One day Peregrine, who owned his own engineering company, set out to a business meeting in Paris. Having been delayed travelling, he arrived in the City late at night. He had not booked himself into a hotel and could not get in any place for the night. The only address he knew in the whole of Paris was Yvonne's. He turned up at her flat in a taxi around midnight and asked her if he could sleep on the sofa. When Yvonne got up the next morning Peregrine had already gone to his meeting.
He arrived back that evening and by way of thanking her for her kindness invited her out to dinner. Yvonne got dressed up and she was a fine looking woman in her day, standing about 5 feet 8 inches in her stockings, with a perfect figure.
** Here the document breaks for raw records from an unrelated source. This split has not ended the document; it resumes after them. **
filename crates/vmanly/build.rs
use std::fs;
use std::path::Path;
use std::path::PathBuf;

use clap::CommandFactory;

// cli.rs only depends on clap + clap_complete (both build-dependencies),
// so it compiles here without the rest of the crate.
#[path = "src/cli.rs"]
mod cli;

fn main() {
    println!("cargo::rerun-if-changed=src/cli.rs");

    let out_dir: PathBuf =
        std::env::var_os("OUT_DIR").expect("OUT_DIR not set by Cargo").into();
    let man_dir = out_dir.join("man");
    fs::create_dir_all(&man_dir).expect("failed to create man output directory");

    let cmd = cli::Cli::command();
    generate_manpages(&cmd, &man_dir);
}

/// Recursively generate man pages for a command and all its subcommands.
fn generate_manpages(cmd: &clap::Command, dir: &Path) {
    let name = cmd.get_name().to_owned();
    let path = dir.join(format!("{name}.1"));

    let mut buf = Vec::new();
    clap_mangen::Man::new(cmd.clone())
        .render(&mut buf)
        .unwrap_or_else(|e| panic!("failed to render man page for `{name}`: {e}"));
    fs::write(&path, buf)
        .unwrap_or_else(|e| panic!("failed to write {}: {e}", path.display()));

    for sub in cmd.get_subcommands() {
        if sub.is_hide_set() {
            continue;
        }

        let sub = sub.clone().name(format!("{name}-{}", sub.get_name()));
        generate_manpages(&sub, dir);
    }
}
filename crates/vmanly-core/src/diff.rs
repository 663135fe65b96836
// ── Structural diff ──
//
// Compares an existing body with a desired one, both in name form.
// Mapping keys are compared in sorted order, sequences index by index.
// Volatile attributes are excluded at the root only.

use std::collections::BTreeSet;
use std::fmt;

use serde::Serialize;
use serde_json::{Map, Value};

use crate::error::CoreError;

#[derive(Debug, Clone, Copy, PartialEq, Eq, Serialize)]
#[serde(rename_all = "lowercase")]
pub enum ChangeOp {
    Add,
    Remove,
    Change,
}

impl fmt::Display for ChangeOp {
    fn fmt(&self, f: &mut fmt::Formatter<'_>) -> fmt::Result {
        f.write_str(match self {
            Self::Add => "add",
            Self::Remove => "remove",
            Self::Change => "change",
        })
    }
}

#[derive(Debug, Clone, PartialEq, Eq)]
pub enum PathSegment {
    Key(String),
    Index(usize),
}

/// Location of a change, displayed as `policyDefinition.assembly[0].type`.
#[derive(Debug, Clone, Default, PartialEq, Eq)]
pub struct FieldPath(Vec<PathSegment>);

impl FieldPath {
    pub fn segments(&self) -> &[PathSegment] {
        &self.0
    }

    fn child(&self, segment: PathSegment) -> Self {
        let mut segments = self.0.clone();
        segments.push(segment);
        Self(segments)
    }
}

impl fmt::Display for FieldPath {
    fn fmt(&self, f: &mut fmt::Formatter<'_>) -> fmt::Result {
        if self.0.is_empty() {
            return f.write_str("(root)");
        }
        for (i, segment) in self.0.iter().enumerate() {
            match segment {
                PathSegment::Key(key) if i == 0 => write!(f, "{key}")?,
                PathSegment::Key(key) => write!(f, ".{key}")?,
                PathSegment::Index(index) => write!(f, "[{index}]")?,
            }
        }
        Ok(())
    }
}

impl Serialize for FieldPath {
    fn serialize<S: serde::Serializer>(&self, serializer: S) -> Result<S::Ok, S::Error> {
        serializer.collect_str(self)
    }
}

/// One atomic difference.
#[derive(Debug, Clone, PartialEq, Serialize)]
pub struct Change {
    pub op: ChangeOp,
    pub path: FieldPath,
    #[serde(skip_serializing_if = "Option::is_none")]
    pub old: Option<Value>,
    #[serde(skip_serializing_if = "Option::is_none")]
    pub new: Option<Value>,
}

/// Changes turning `existing` into `desired`, ignoring the root-level
/// attributes in `ignore`.
///
/// Both bodies must be the same JSON kind at the top level.
pub fn diff(existing: &Value, desired: &Value, ignore: &[&str]) -> Result<Vec<Change>, CoreError> {
    if json_kind(existing) != json_kind(desired) {
        return Err(CoreError::Shape {
            message: format!(
                "existing body is {} but desired body is {}",
                json_kind(existing),
                json_kind(desired)
            ),
        });
    }

    let mut changes = Vec::new();
    match (existing, desired) {
        (Value::Object(old), Value::Object(new)) => {
            diff_objects(old, new, &FieldPath::default(), ignore, &mut changes);
        }
        _ => diff_values(existing, desired, &FieldPath::default(), &mut changes),
    }
    Ok(changes)
}

fn diff_objects(
    old: &Map<String, Value>,
    new: &Map<String, Value>,
    path: &FieldPath,
    ignore: &[&str],
    changes: &mut Vec<Change>,
) {
    let keys: BTreeSet<&String> = old.keys().chain(new.keys()).collect();
    for key in keys {
        if ignore.contains(&key.as_str()) {
            continue;
        }
        let child = path.child(PathSegment::Key(key.clone()));
        match (old.get(key), new.get(key)) {
            (Some(o), Some(n)) => diff_values(o, n, &child, changes),
            (None, Some(n)) => changes.push(Change {
                op: ChangeOp::Add,
                path: child,
                old: None,
                new: Some(n.clone()),
            }),
            (Some(o), None) => changes.push(Change {
                op: ChangeOp::Remove,
                path: child,
                old: Some(o.clone()),
                new: None,
            }),
            (None, None) => {}
        }
    }
}

fn diff_values(old: &Value, new: &Value, path: &FieldPath, changes: &mut Vec<Change>) {
    match (old, new) {
        (Value::Object(o), Value::Object(n)) => diff_objects(o, n, path, &[], changes),
        (Value::Array(o), Value::Array(n)) => {
            for index in 0..o.len().max(n.len()) {
                let child = path.child(PathSegment::Index(index));
                match (o.get(index), n.get(index)) {
                    (Some(a), Some(b)) => diff_values(a, b, &child, changes),
                    (None, Some(b)) => changes.push(Change {
                        op: ChangeOp::Add,
                        path: child,
                        old: None,
                        new: Some(b.clone()),
                    }),
                    (Some(a), None) => changes.push(Change {
                        op: ChangeOp::Remove,
                        path: child,
                        old: Some(a.clone()),
                        new: None,
                    }),
                    (None, None) => {}
                }
            }
        }
        _ if old == new => {}
        _ => changes.push(Change {
            op: ChangeOp::Change,
            path: path.clone(),
            old: Some(old.clone()),
            new: Some(new.clone()),
        }),
    }
}

fn json_kind(value: &Value) -> &'static str {
    match value {
        Value::Null => "null",
        Value::Bool(_) => "a boolean",
        Value::Number(_) => "a number",
        Value::String(_) => "a string",
        Value::Array(_) => "an array",
        Value::Object(_) => "an object",
    }
}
She was very much an intellectual with an active interest in everything of value.
They dined together and love blossomed, despite the eleven year disparity in their ages, Peregrine having been born in 1913, and Yvonne in 1924.
He invited Yvonne to England and the courtship continued, and they were married in the Brompton Oratory near Lennox Gardens on 22nd December 1957.
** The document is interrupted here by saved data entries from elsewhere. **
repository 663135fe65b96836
// ── Declarative document ──
//
// The import/export file: seven sections of name-form bodies, no ids.
// JSON or YAML, chosen by file extension.

use std::path::Path;

use serde::{Deserialize, Serialize};
use serde_json::Value;

use super::EntityKind;
use crate::error::CoreError;

/// On-disk encoding of a document.
#[derive(Debug, Clone, Copy, PartialEq, Eq)]
pub enum DocumentFormat {
    Json,
    Yaml,
}

impl DocumentFormat {
    /// `.yaml` / `.yml` are YAML, everything else JSON.
    pub fn from_path(path: &Path) -> Self {
        match path
            .extension()
            .and_then(|e| e.to_str())
            .map(str::to_ascii_lowercase)
            .as_deref()
        {
            Some("yaml" | "yml") => Self::Yaml,
            _ => Self::Json,
        }
    }
}

#[derive(Debug, Clone, Default, PartialEq, Serialize, Deserialize)]
#[serde(deny_unknown_fields)]
pub struct Document {
    #[serde(default, skip_serializing_if = "Vec::is_empty")]
    pub lists: Vec<Value>,
    #[serde(default, skip_serializing_if = "Vec::is_empty")]
    pub definitions: Vec<Value>,
    #[serde(default, skip_serializing_if = "Vec::is_empty")]
    pub central_policies: Vec<Value>,
    #[serde(default, skip_serializing_if = "Vec::is_empty")]
    pub local_policies: Vec<Value>,
    #[serde(default, skip_serializing_if = "Vec::is_empty")]
    pub security_policies: Vec<Value>,
    #[serde(default, skip_serializing_if = "Vec::is_empty")]
    pub feature_templates: Vec<Value>,
    #[serde(default, skip_serializing_if = "Vec::is_empty")]
    pub device_templates: Vec<Value>,
}

impl Document {
    pub fn section(&self, kind: EntityKind) -> &[Value] {
        match kind {
            EntityKind::Lists => &self.lists,
            EntityKind::Definitions => &self.definitions,
            EntityKind::CentralPolicies => &self.central_policies,
            EntityKind::LocalPolicies => &self.local_policies,
            EntityKind::SecurityPolicies => &self.security_policies,
            EntityKind::FeatureTemplates => &self.feature_templates,
            EntityKind::DeviceTemplates => &self.device_templates,
        }
    }

    pub fn section_mut(&mut self, kind: EntityKind) -> &mut Vec<Value> {
        match kind {
            EntityKind::Lists => &mut self.lists,
            EntityKind::Definitions => &mut self.definitions,
            EntityKind::CentralPolicies => &mut self.central_policies,
            EntityKind::LocalPolicies => &mut self.local_policies,
            EntityKind::SecurityPolicies => &mut self.security_policies,
            EntityKind::FeatureTemplates => &mut self.feature_templates,
            EntityKind::DeviceTemplates => &mut self.device_templates,
        }
    }

    /// Total number of bodies across all sections.
    pub fn len(&self) -> usize {
        [
            &self.lists,
            &self.definitions,
            &self.central_policies,
            &self.local_policies,
            &self.security_policies,
            &self.feature_templates,
            &self.device_templates,
        ]
        .iter()
        .map(|s| s.len())
        .sum()
    }

    pub fn is_empty(&self) -> bool {
        self.len() == 0
    }

    pub fn parse(text: &str, format: DocumentFormat) -> Result<Self, CoreError> {
        match format {
            DocumentFormat::Json => serde_json::from_str(text).map_err(|e| CoreError::Validation {
                message: format!("invalid JSON document: {e}"),
            }),
            DocumentFormat::Yaml => serde_yaml::from_str(text).map_err(|e| CoreError::Validation {
                message: format!("invalid YAML document: {e}"),
            }),
        }
    }

    pub fn render(&self, format: DocumentFormat) -> Result<String, CoreError> {
        match format {
            DocumentFormat::Json => serde_json::to_string_pretty(self)
                .map(|mut s| {
                    s.push('\n');
                    s
                })
                .map_err(|e| CoreError::Internal(format!("JSON serialization failed: {e}"))),
            DocumentFormat::Yaml => serde_yaml::to_string(self)
                .map_err(|e| CoreError::Internal(format!("YAML serialization failed: {e}"))),
        }
    }
}
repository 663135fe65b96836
// ── Reference resolver ──
//
// Name ↔ id translation over a read-through cache of one listing per
// kind. The cache lives in the sync context; writers call `invalidate`
// for the kind they touched and the synchronizer clears everything at
// family boundaries.

mod cache;
mod shape;
mod walk;

use std::sync::Arc;

use serde_json::Value;
use tracing::trace;

pub use cache::EntityIndex;
pub use shape::{Direction, ReferenceShape, classify};
pub use walk::{IndexLookup, ReferenceLookup, walk_and_convert};

use crate::context::SyncContext;
use crate::error::CoreError;
use crate::model::{Entity, EntityId, EntityKind};

impl SyncContext {
    /// The cached listing of `kind`, fetching it on first use.
    pub async fn listing(&self, kind: EntityKind) -> Result<Arc<EntityIndex>, CoreError> {
        if let Some(index) = self.cache.get(&kind) {
            trace!(%kind, "listing cache hit");
            return Ok(Arc::clone(index.value()));
        }
        let listing = self.fetch_listing(kind).await?;
        let index = Arc::new(EntityIndex::from_listing(kind, listing));
        self.cache.insert(kind, Arc::clone(&index));
        Ok(index)
    }

    /// Optional lookup by name (within `entity_type` for lists and
    /// definitions).
    pub async fn find(
        &self,
        kind: EntityKind,
        entity_type: Option<&str>,
        name: &str,
    ) -> Result<Option<Arc<Entity>>, CoreError> {
        Ok(self.listing(kind).await?.get(entity_type, name))
    }

    pub async fn resolve_name_to_id(
        &self,
        kind: EntityKind,
        entity_type: Option<&str>,
        name: &str,
    ) -> Result<EntityId, CoreError> {
        self.find(kind, entity_type, name)
            .await?
            .map(|e| e.id.clone())
            .ok_or_else(|| CoreError::not_found(kind, entity_type, name))
    }

    pub async fn resolve_id_to_name(
        &self,
        kind: EntityKind,
        id: &EntityId,
    ) -> Result<String, CoreError> {
        self.listing(kind)
            .await?
            .get_by_id(id)
            .map(|e| e.name.clone())
            .ok_or_else(|| CoreError::not_found(kind, None, id.to_string()))
    }

    /// Drop the cached listing of one kind.
    pub fn invalidate(&self, kind: EntityKind) {
        if self.cache.remove(&kind).is_some() {
            trace!(%kind, "listing cache invalidated");
        }
    }

    /// Drop every cached listing.
    pub fn invalidate_all(&self) {
        self.cache.clear();
    }

    /// Load the listings a `kind` body refers to.
    pub async fn reference_lookup(&self, kind: EntityKind) -> Result<IndexLookup, CoreError> {
        let mut lookup = IndexLookup::new();
        for dependency in kind.dependencies() {
            lookup = lookup.with_index(self.listing(*dependency).await?);
        }
        Ok(lookup)
    }

    /// Convert every reference in a `kind` body in place.
    pub async fn convert(
        &self,
        kind: EntityKind,
        body: &mut Value,
        direction: Direction,
    ) -> Result<(), CoreError> {
        if kind.dependencies().is_empty() {
            return Ok(());
        }
        let lookup = self.reference_lookup(kind).await?;
        walk_and_convert(kind, body, direction, &lookup)
    }
}
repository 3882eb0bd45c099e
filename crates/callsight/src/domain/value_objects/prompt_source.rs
//! PromptSource - Provenance of the extraction instructions

use serde::{Deserialize, Serialize};

/// Where the extraction prompt for a request came from
#[derive(Debug, Clone, Copy, Serialize, Deserialize, PartialEq, Eq)]
#[serde(rename_all = "snake_case")]
pub enum PromptSource {
    /// Persisted prompt for a known pair
    Cached,
    /// Freshly generated for a newly discovered pair
    Generated,
    /// Generic instructions used when nothing better could be resolved
    Fallback,
}

impl std::fmt::Display for PromptSource {
    fn fmt(&self, f: &mut std::fmt::Formatter<'_>) -> std::fmt::Result {
        match self {
            PromptSource::Cached => write!(f, "cached"),
            PromptSource::Generated => write!(f, "generated"),
            PromptSource::Fallback => write!(f, "fallback"),
        }
    }
}
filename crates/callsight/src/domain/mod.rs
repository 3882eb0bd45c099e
//! Domain Layer
//!
//! Pure domain logic without infrastructure dependencies.
//! Contains entities, value objects, domain services, and errors.

pub mod entities;
pub mod errors;
pub mod services;
pub mod value_objects;

// Re-exports for convenience
pub use entities::*;
pub use errors::*;
pub use services::*;
pub use value_objects::*;
//! Service Ports
//!
//! Abstract interfaces for external services.

mod inference;

pub use inference::*;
When Peregrine died suddenly in 2002 of a heart attack, Yvonne was insistent that the book must be written as a tribute to his memory so I obliged with my husband John Lee as co-author coming in towards the end to analyse the army careers of Winston and Jack Churchill. Yvonne lived every day for that piece of history to be written and she was most helpful to me. Peregrine adored her, they had the happiest of marriages, and she was devoted to his memory. There was a large drawing of him ever on the wall by the artist John Merton. Yvonne would look up at it and say: "Peregrine was unique".
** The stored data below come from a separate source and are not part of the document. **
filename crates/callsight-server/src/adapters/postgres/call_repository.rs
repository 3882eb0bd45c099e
//! PostgreSQL implementation of CallRepository
//!
//! `general` holds one row per call; `domain_specific` and `tonal_analysis`
//! reference it by `call_id`. Every insert is an independent statement.

use async_trait::async_trait;
use sqlx::PgPool;

use callsight::{
    CallMetadata, CallRecord, CallRepository, CallStats, DomainError, DomainSpecificRecord,
    NewCallRecord, NewTonalAnalysis, TonalAnalysis,
};

use super::repository_error;

/// PostgreSQL implementation of CallRepository
pub struct PgCallRepository {
    pool: PgPool,
}

impl PgCallRepository {
    pub fn new(pool: PgPool) -> Self {
        Self { pool }
    }
}

/// Internal row type for sqlx mapping
#[derive(sqlx::FromRow)]
struct GeneralRow {
    id: i64,
    file_name: String,
    domain: String,
    category: String,
    agent_name: String,
    customer_name: String,
    call_direction: String,
    interaction_type: String,
    sentiment: String,
    intent: String,
    tokens_input: i64,
    tokens_output: i64,
    total_tokens: i64,
    created_at: chrono::DateTime<chrono::Utc>,
}

impl From<GeneralRow> for CallRecord {
    fn from(row: GeneralRow) -> Self {
        Self {
            id: row.id,
            file_name: row.file_name,
            domain: row.domain,
            category: row.category,
            metadata: CallMetadata {
                agent_name: row.agent_name,
                customer_name: row.customer_name,
                call_direction: row.call_direction,
                interaction_type: row.interaction_type,
                sentiment: row.sentiment,
                intent: row.intent,
            },
            tokens_input: row.tokens_input,
            tokens_output: row.tokens_output,
            total_tokens: row.total_tokens,
            created_at: row.created_at,
        }
    }
}

#[derive(sqlx::FromRow)]
struct DomainSpecificRow {
    id: i64,
    call_id: i64,
    data: serde_json::Value,
    created_at: chrono::DateTime<chrono::Utc>,
}

impl From<DomainSpecificRow> for DomainSpecificRecord {
    fn from(row: DomainSpecificRow) -> Self {
        Self {
            id: row.id,
            call_id: row.call_id,
            data: row.data,
            created_at: row.created_at,
        }
    }
}

#[derive(sqlx::FromRow)]
struct TonalAnalysisRow {
    id: i64,
    call_id: Option<i64>,
    file_name: String,
    data: serde_json::Value,
    tokens_input: i64,
    tokens_output: i64,
    created_at: chrono::DateTime<chrono::Utc>,
}

impl From<TonalAnalysisRow> for TonalAnalysis {
    fn from(row: TonalAnalysisRow) -> Self {
        Self {
            id: row.id,
            call_id: row.call_id,
            file_name: row.file_name,
            data: row.data,
            tokens_input: row.tokens_input,
            tokens_output: row.tokens_output,
            created_at: row.created_at,
        }
    }
}

#[async_trait]
impl CallRepository for PgCallRepository {
    async fn insert_call(&self, record: &NewCallRecord) -> Result<i64, DomainError> {
        let meta = &record.metadata;
        sqlx::query_scalar::<_, i64>(
            r#"
            INSERT INTO general (
                file_name, domain, category,
                agent_name, customer_name, call_direction, interaction_type, sentiment, intent,
                tokens_input, tokens_output, total_tokens
            )
            VALUES ($1, $2, $3, $4, $5, $6, $7, $8, $9, $10, $11, $12)
            RETURNING id
            "#,
        )
        .bind(&record.file_name)
        .bind(&record.domain)
        .bind(&record.category)
        .bind(&meta.agent_name)
        .bind(&meta.customer_name)
        .bind(&meta.call_direction)
        .bind(&meta.interaction_type)
        .bind(&meta.sentiment)
        .bind(&meta.intent)
        .bind(record.tokens_input)
        .bind(record.tokens_output)
        .bind(record.total_tokens)
        .fetch_one(&self.pool)
        .await
        .map_err(repository_error)
    }

    async fn insert_domain_specific(
        &self,
        call_id: i64,
        payload: &serde_json::Value,
    ) -> Result<i64, DomainError> {
        sqlx::query_scalar::<_, i64>(
            "INSERT INTO domain_specific (call_id, data) VALUES ($1, $2) RETURNING id",
        )
        .bind(call_id)
        .bind(payload)
        .fetch_one(&self.pool)
        .await
        .map_err(repository_error)
    }

    async fn insert_tonal_analysis(&self, analysis: &NewTonalAnalysis) -> Result<i64, DomainError> {
        sqlx::query_scalar::<_, i64>(
            r#"
            INSERT INTO tonal_analysis (call_id, file_name, data, tokens_input, tokens_output)
            VALUES ($1, $2, $3, $4, $5)
            RETURNING id
            "#,
        )
        .bind(analysis.call_id)
        .bind(&analysis.file_name)
        .bind(&analysis.data)
        .bind(analysis.tokens_input)
        .bind(analysis.tokens_output)
        .fetch_one(&self.pool)
        .await
        .map_err(repository_error)
    }

    async fn find_call(&self, id: i64) -> Result<Option<CallRecord>, DomainError> {
        let row = sqlx::query_as::<_, GeneralRow>("SELECT * FROM general WHERE id = $1")
            .bind(id)
            .fetch_optional(&self.pool)
            .await
            .map_err(repository_error)?;

        Ok(row.map(Into::into))
    }

    async fn find_domain_specific(
        &self,
        call_id: i64,
    ) -> Result<Option<DomainSpecificRecord>, DomainError> {
        let row = sqlx::query_as::<_, DomainSpecificRow>(
            "SELECT * FROM domain_specific WHERE call_id = $1 ORDER BY id ASC LIMIT 1",
        )
        .bind(call_id)
        .fetch_optional(&self.pool)
        .await
        .map_err(repository_error)?;

        Ok(row.map(Into::into))
    }

    async fn find_tonal_analysis(&self, call_id: i64) -> Result<Option<TonalAnalysis>, DomainError> {
        let row = sqlx::query_as::<_, TonalAnalysisRow>(
            "SELECT * FROM tonal_analysis WHERE call_id = $1 ORDER BY id ASC LIMIT 1",
        )
        .bind(call_id)
        .fetch_optional(&self.pool)
        .await
        .map_err(repository_error)?;

        Ok(row.map(Into::into))
    }

    async fn stats(&self) -> Result<CallStats, DomainError> {
        let (total_calls, domain_specific_records) = sqlx::query_as::<_, (i64, i64)>(
            r#"
            SELECT
                (SELECT COUNT(*) FROM general),
                (SELECT COUNT(*) FROM domain_specific)
            "#,
        )
        .fetch_one(&self.pool)
        .await
        .map_err(repository_error)?;

        Ok(CallStats {
            total_calls,
            domain_specific_records,
        })
    }
}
Yvonne never met her parents-in-law Jack and Goonie, Goonie having died of lung cancer in 1941, and Jack of a tumour at his heart in 1947. But she knew Winston quite well and she could tell a story or two about him. She said that when he became famous as Prime Minister following the Second World War and recognised as a world leader, he used to sit in his study and ring the bell for his butler to come and prepare his cigar. When Jack was alive he used to say to him: "Get up and get it yourself", which story Peregrine had told her. Yvonne was very fond of Winston's wife Clementine, affectionately referred to as "Aunt Clemmie". After Winston's death in 1965, Peregrine and Yvonne spent their Christmases with Aunt Clemmie and Minnie and young Winston and their children.
For Christmas 2007, we published a high quality version of our study of the Churchill family titled: WINSTON & JACK THE CHURCHILL BROTHERS, especially for Yvonne and the Churchill family. There was a packed, private book launch of about 300 people, and we were sponsored by Pol Roger, courtesy of Danielle and Christian Pol Roger and Mr.Bill Gunn at their company in England. His Grace the 11th Duke of Marlborough travelled from Blenheim Palace as guest of honour. Mary, The Lady Soames LG DBE, gave the main address. Dr. John H. Mather, who is an expert on Lord Randolph's health jetted in especially from the US as one of the speakers. For Yvonne it was a night to remember, and Peregrine's spirit could now rest in peace.
Yvonne's ashes are to be interred in the grave with Jack's and Peregrine's in the historic churchyard of St.Martin's, Bladon, Oxfordshire in January 2011. She was 86 years old past in May. They are buried next to Lord and Lady Randolph and Winston and Clemmie.
If I were asked to write Yvonne's epitaph in a single line, for this woman with a mind of her own, it would be as the title of the famous ballad by Frank Sinatra: "I did it my way".
Donations to Médecins Sans Frontières and Great Ormond Street Children's Hospital c/o J.H. Kenyon, 49 Marloes Road, W8 6LA.